What the task asks :: Go through the material and return every line that contains the string "replicas".

Input ::
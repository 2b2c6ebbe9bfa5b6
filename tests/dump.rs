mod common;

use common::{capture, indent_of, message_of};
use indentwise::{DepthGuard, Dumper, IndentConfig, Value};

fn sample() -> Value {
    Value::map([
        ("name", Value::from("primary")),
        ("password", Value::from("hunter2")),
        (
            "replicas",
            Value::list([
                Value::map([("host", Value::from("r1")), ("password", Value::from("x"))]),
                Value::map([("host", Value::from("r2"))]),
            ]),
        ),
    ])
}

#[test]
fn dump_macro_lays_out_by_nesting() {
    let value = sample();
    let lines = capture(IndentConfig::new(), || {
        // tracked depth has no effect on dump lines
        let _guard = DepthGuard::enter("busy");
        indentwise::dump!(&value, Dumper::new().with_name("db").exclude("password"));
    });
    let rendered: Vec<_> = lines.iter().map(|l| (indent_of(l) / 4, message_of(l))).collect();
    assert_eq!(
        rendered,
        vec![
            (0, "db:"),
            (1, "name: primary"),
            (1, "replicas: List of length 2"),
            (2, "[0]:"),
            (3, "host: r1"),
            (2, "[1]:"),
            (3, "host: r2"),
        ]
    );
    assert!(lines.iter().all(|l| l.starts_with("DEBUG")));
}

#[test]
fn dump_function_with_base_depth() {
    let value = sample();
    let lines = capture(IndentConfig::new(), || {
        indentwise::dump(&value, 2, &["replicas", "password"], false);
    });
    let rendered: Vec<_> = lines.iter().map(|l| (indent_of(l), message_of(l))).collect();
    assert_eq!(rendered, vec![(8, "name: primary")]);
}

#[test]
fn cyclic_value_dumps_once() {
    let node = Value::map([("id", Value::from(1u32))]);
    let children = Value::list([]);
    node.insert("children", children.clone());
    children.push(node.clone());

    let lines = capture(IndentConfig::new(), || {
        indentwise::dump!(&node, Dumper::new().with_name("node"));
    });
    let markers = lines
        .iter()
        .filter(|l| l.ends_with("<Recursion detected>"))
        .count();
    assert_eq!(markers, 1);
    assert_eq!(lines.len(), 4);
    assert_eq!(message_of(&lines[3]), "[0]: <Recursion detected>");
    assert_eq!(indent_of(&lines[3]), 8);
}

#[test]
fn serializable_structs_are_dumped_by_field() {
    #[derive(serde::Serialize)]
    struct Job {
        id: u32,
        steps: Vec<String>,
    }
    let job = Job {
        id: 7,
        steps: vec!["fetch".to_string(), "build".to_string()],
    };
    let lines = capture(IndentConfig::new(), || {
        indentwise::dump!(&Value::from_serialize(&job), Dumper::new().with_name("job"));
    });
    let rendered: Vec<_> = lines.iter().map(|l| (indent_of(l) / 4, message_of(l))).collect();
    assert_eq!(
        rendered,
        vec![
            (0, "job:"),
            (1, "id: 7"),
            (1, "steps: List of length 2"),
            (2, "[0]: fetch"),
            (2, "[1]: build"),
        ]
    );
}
* * *
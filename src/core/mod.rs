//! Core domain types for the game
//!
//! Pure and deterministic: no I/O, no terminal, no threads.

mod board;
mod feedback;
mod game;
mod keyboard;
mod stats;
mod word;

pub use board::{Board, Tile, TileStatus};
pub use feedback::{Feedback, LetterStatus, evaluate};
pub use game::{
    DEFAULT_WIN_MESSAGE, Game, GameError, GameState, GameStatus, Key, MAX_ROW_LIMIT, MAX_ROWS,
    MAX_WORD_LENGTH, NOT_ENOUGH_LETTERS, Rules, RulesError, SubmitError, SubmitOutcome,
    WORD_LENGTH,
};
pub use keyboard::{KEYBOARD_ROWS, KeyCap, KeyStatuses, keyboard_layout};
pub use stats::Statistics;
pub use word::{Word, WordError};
--
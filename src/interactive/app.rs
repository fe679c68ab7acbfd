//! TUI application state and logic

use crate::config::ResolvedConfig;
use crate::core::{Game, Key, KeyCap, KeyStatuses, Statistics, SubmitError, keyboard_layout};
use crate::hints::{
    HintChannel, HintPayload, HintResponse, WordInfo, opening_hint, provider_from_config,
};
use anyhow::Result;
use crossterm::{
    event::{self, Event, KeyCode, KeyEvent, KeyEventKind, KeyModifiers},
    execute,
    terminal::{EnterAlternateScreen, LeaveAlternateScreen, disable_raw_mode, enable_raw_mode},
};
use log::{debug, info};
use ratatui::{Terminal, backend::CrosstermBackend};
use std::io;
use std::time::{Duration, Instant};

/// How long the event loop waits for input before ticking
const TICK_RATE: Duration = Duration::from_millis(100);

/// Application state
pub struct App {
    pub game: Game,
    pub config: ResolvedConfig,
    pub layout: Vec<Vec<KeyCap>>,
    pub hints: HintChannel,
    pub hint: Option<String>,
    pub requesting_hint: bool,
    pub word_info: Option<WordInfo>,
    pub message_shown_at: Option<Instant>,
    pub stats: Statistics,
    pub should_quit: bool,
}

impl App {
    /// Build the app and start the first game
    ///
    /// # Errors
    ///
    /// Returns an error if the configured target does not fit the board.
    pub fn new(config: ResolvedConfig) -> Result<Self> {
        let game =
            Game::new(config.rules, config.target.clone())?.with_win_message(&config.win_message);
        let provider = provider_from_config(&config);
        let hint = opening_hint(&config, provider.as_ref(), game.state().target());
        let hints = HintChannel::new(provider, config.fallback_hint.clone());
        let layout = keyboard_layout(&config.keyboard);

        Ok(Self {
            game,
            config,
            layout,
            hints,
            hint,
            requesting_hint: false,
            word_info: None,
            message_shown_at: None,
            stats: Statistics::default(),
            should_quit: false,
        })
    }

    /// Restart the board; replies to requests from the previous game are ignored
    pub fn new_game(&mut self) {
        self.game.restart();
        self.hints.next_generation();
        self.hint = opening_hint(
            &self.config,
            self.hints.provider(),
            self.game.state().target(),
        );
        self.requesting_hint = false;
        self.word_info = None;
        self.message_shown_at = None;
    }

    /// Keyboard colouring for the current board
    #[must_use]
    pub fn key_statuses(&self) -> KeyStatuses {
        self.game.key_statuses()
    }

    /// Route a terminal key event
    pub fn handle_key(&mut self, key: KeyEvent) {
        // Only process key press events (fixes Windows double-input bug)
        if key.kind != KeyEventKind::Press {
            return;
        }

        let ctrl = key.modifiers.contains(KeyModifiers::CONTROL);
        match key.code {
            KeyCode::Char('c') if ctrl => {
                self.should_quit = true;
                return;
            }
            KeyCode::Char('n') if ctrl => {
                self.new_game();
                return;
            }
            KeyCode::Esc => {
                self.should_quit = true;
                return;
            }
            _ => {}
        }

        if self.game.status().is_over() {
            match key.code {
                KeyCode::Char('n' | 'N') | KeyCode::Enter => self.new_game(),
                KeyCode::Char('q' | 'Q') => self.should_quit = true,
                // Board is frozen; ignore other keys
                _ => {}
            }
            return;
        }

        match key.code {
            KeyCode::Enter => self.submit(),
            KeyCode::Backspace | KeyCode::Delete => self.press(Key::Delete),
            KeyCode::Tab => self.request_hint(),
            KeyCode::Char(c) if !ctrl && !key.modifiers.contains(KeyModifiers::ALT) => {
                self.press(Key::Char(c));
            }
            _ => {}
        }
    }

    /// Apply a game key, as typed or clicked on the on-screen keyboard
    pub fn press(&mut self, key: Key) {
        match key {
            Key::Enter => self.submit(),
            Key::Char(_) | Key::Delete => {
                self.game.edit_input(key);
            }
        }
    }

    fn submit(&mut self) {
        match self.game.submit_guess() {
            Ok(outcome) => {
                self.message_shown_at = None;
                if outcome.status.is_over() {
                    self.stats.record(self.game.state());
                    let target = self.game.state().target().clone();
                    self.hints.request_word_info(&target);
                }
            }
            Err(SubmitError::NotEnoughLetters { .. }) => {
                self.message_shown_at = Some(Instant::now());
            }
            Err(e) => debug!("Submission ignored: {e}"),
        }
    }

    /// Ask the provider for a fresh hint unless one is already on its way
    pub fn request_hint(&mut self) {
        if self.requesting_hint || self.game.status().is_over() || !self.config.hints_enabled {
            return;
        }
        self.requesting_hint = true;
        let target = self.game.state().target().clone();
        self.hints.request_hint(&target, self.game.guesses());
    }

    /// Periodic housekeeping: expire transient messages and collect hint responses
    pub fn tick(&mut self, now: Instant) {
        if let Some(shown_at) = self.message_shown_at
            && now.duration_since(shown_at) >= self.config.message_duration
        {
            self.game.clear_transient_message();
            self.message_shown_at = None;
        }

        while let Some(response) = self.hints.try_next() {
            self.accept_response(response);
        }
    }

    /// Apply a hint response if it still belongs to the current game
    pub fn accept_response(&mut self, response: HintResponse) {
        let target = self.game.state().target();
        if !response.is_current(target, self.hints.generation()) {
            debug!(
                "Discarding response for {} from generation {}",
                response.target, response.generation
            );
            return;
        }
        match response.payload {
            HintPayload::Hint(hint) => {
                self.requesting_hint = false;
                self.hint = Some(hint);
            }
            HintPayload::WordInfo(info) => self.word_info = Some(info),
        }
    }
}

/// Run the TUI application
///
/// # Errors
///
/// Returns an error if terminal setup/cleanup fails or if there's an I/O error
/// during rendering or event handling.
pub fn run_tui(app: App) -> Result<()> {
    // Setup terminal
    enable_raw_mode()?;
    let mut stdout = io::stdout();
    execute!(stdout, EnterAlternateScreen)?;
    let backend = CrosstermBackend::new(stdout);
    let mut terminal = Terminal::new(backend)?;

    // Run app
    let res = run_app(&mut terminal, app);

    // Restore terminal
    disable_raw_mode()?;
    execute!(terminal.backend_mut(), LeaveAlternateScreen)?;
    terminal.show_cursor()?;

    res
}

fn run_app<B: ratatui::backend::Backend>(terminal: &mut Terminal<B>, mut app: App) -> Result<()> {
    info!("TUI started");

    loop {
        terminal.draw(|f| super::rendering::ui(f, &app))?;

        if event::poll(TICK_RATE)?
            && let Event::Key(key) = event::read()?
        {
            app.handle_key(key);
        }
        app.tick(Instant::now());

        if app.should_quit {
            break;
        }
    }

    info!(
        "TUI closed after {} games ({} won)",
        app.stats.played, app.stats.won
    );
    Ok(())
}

Solution to this exercise ::
            "replicas",
            (1, "replicas: List of length 2"),
        indentwise::dump(&value, 2, &["replicas", "password"], false);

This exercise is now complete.